◆ DATA TO PROCESS:
#[cfg(test)]
mod tests {
    use std::sync::Arc;

    use sensortag_domain::sensor::{CharacteristicRole, SensorKind};

    use super::*;
    use crate::testing::{self, Call, FakeAdapter, RecordingSink};

    fn monitor(
        adapter: &Arc<FakeAdapter>,
    ) -> Monitor<Arc<FakeAdapter>, Arc<RecordingSink>> {
        testing::monitor(adapter.clone(), Arc::new(RecordingSink::default()))
    }

    #[test]
    fn should_only_report_connected_states() {
        assert!(!ConnectionState::Connecting.is_connected());
        assert!(ConnectionState::ServiceDiscovery.is_connected());
        assert!(ConnectionState::Monitoring.is_connected());
        assert_eq!(ConnectionState::ServiceDiscovery.to_string(), "service_discovery");
    }

    #[tokio::test(start_paused = true)]
    async fn should_connect_to_target_found_at_startup() {
        let adapter = Arc::new(FakeAdapter::sensortag());
        let mut monitor = monitor(&adapter);

        monitor.start().await.unwrap();

        assert_eq!(monitor.state(), ConnectionState::Connecting);
        assert_eq!(monitor.session().target(), Some(&testing::target_path()));
        let calls = adapter.calls();
        assert!(calls.contains(&Call::StartDiscovery));
        assert!(calls.contains(&Call::StopDiscovery));
        assert!(calls.contains(&Call::Connect(testing::target_path())));
        assert!(!calls.contains(&Call::Connect(testing::foreign_path())));
    }

    #[tokio::test(start_paused = true)]
    async fn should_power_on_unpowered_adapter() {
        let adapter = Arc::new(FakeAdapter::sensortag().unpowered());
        let mut monitor = monitor(&adapter);

        monitor.start().await.unwrap();

        assert_eq!(adapter.calls()[0], Call::SetPowered(true));
        assert_eq!(monitor.session().adapter().map(AdapterId::as_str), Some("hci0"));
    }

    #[tokio::test(start_paused = true)]
    async fn should_skip_connect_when_already_connected() {
        let adapter = Arc::new(FakeAdapter::sensortag().already_connected());
        let mut monitor = monitor(&adapter);

        monitor.start().await.unwrap();

        assert!(
            !adapter
                .calls()
                .iter()
                .any(|call| matches!(call, Call::Connect(_)))
        );
        assert_eq!(monitor.state(), ConnectionState::Monitoring);
    }

    #[tokio::test(start_paused = true)]
    async fn should_ignore_events_for_other_devices() {
        let adapter = Arc::new(FakeAdapter::sensortag());
        let mut monitor = testing::monitoring(adapter, Arc::new(RecordingSink::default())).await;

        for event in [
            Event::DeviceDisconnected {
                path: testing::foreign_path(),
            },
            Event::DeviceRemoved {
                path: testing::foreign_path(),
            },
            Event::ServicesResolved {
                path: testing::foreign_path(),
            },
        ] {
            monitor.dispatch(event).await;
        }

        assert_eq!(monitor.state(), ConnectionState::Monitoring);
        assert!(monitor.session().all_configured());
    }

    #[tokio::test(start_paused = true)]
    async fn should_reset_on_disconnect_from_any_state() {
        let adapter = Arc::new(FakeAdapter::sensortag());
        let mut monitor = testing::monitoring(adapter.clone(), Arc::new(RecordingSink::default())).await;

        monitor
            .dispatch(Event::DeviceDisconnected {
                path: testing::target_path(),
            })
            .await;
        monitor
            .dispatch(Event::DeviceDisconnected {
                path: testing::target_path(),
            })
            .await;

        let session = monitor.session();
        assert_eq!(session.state(), ConnectionState::Discovering);
        assert!(session.registry().is_empty());
        assert!(!session.sensor(SensorKind::Luxometer).is_configured());
        assert!(!session.poll().is_running());

        let discoveries = adapter
            .calls()
            .into_iter()
            .filter(|call| *call == Call::StartDiscovery)
            .count();
        assert_eq!(discoveries, 2, "startup plus one rediscovery");
    }

    #[tokio::test(start_paused = true)]
    async fn should_reconnect_after_rediscovery() {
        let adapter = Arc::new(FakeAdapter::sensortag());
        let mut monitor = testing::monitoring(adapter.clone(), Arc::new(RecordingSink::default())).await;

        monitor
            .dispatch(Event::DeviceDisconnected {
                path: testing::target_path(),
            })
            .await;
        monitor
            .dispatch(Event::DeviceFound {
                path: testing::target_path(),
                address: testing::target_address(),
                connected: false,
            })
            .await;
        assert_eq!(monitor.state(), ConnectionState::Connecting);

        monitor
            .dispatch(Event::DeviceConnected {
                path: testing::target_path(),
            })
            .await;
        assert_eq!(monitor.state(), ConnectionState::Monitoring);
    }

    #[tokio::test(start_paused = true)]
    async fn should_wait_for_characteristics_before_configuring() {
        let adapter = Arc::new(FakeAdapter::sensortag().without_characteristics());
        let mut monitor = monitor(&adapter);

        monitor.start().await.unwrap();
        monitor
            .dispatch(Event::DeviceConnected {
                path: testing::target_path(),
            })
            .await;
        assert_eq!(monitor.state(), ConnectionState::ServiceDiscovery);
        assert!(monitor.session().registry().is_empty());

        adapter.restore_characteristics();
        monitor
            .dispatch(Event::ServicesResolved {
                path: testing::target_path(),
            })
            .await;
        assert_eq!(monitor.state(), ConnectionState::Monitoring);
    }

    #[tokio::test(start_paused = true)]
    async fn should_enumerate_again_when_connected_target_is_seen() {
        let adapter = Arc::new(
            FakeAdapter::sensortag()
                .already_connected()
                .without_characteristics(),
        );
        let mut monitor = monitor(&adapter);

        monitor.start().await.unwrap();
        assert_eq!(monitor.state(), ConnectionState::ServiceDiscovery);
        assert!(monitor.session().registry().is_empty());

        adapter.restore_characteristics();
        monitor
            .dispatch(Event::DeviceFound {
                path: testing::target_path(),
                address: testing::target_address(),
                connected: true,
            })
            .await;
        assert_eq!(monitor.state(), ConnectionState::Monitoring);
    }

    #[tokio::test(start_paused = true)]
    async fn should_stay_configuring_until_registry_complete() {
        let missing = testing::char_path(SensorKind::Luxometer, CharacteristicRole::Data);
        let adapter = Arc::new(FakeAdapter::sensortag().without_characteristic(&missing));
        let mut monitor = monitor(&adapter);

        monitor.start().await.unwrap();
        monitor
            .dispatch(Event::DeviceConnected {
                path: testing::target_path(),
            })
            .await;
        assert_eq!(monitor.state(), ConnectionState::Configuring);
        assert!(monitor.session().all_configured());
        assert!(!monitor.session().ready_to_poll());
        assert!(!monitor.session().poll().is_running());

        adapter.restore_characteristics();
        monitor
            .dispatch(Event::ServicesResolved {
                path: testing::target_path(),
            })
            .await;
        assert_eq!(monitor.state(), ConnectionState::Monitoring);
        assert!(monitor.session().poll().is_running());
    }

    #[tokio::test(start_paused = true)]
    async fn should_retry_connect_when_target_reappears() {
        let adapter = Arc::new(FakeAdapter::sensortag());
        adapter.fail_connects(1);
        let mut monitor = monitor(&adapter);

        monitor.start().await.unwrap();
        assert_eq!(monitor.state(), ConnectionState::Connecting);

        let found = Event::DeviceFound {
            path: testing::target_path(),
            address: testing::target_address(),
            connected: false,
        };
        monitor.dispatch(found.clone()).await;
        monitor.dispatch(found).await;

        let connects = adapter
            .calls()
            .into_iter()
            .filter(|call| matches!(call, Call::Connect(_)))
            .count();
        assert_eq!(connects, 2, "one retry per failed attempt");
        assert_eq!(monitor.state(), ConnectionState::Connecting);
    }

    #[tokio::test(start_paused = true)]
    async fn should_forget_removed_target() {
        let adapter = Arc::new(FakeAdapter::sensortag());
        let mut monitor = testing::monitoring(adapter, Arc::new(RecordingSink::default())).await;

        monitor
            .dispatch(Event::DeviceRemoved {
                path: testing::target_path(),
            })
            .await;

        assert_eq!(monitor.state(), ConnectionState::Discovering);
        assert!(monitor.session().target().is_none());
    }

    #[tokio::test(start_paused = true)]
    async fn should_select_configured_adapter() {
        let adapter = Arc::new(FakeAdapter::sensortag().with_adapter("hci1"));
        let mut config = testing::config();
        config.adapter = Some("hci1".to_string());
        let mut monitor = Monitor::new(config, adapter, Arc::new(RecordingSink::default()));

        monitor.start().await.unwrap();

        assert_eq!(monitor.session().adapter().map(AdapterId::as_str), Some("hci1"));
    }
}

◆ DIRECTIONS:
Lines after the one containing "-> Monitor<Arc<FakeAdapter>, Arc<RecordingSink>>" are not part of the task. Output the entries exactly from their first line through that one.

◆ SOLUTION BELOW:
#[cfg(test)]
mod tests {
    use std::sync::Arc;

    use sensortag_domain::sensor::{CharacteristicRole, SensorKind};

    use super::*;
    use crate::testing::{self, Call, FakeAdapter, RecordingSink};

    fn monitor(
        adapter: &Arc<FakeAdapter>,
    ) -> Monitor<Arc<FakeAdapter>, Arc<RecordingSink>> {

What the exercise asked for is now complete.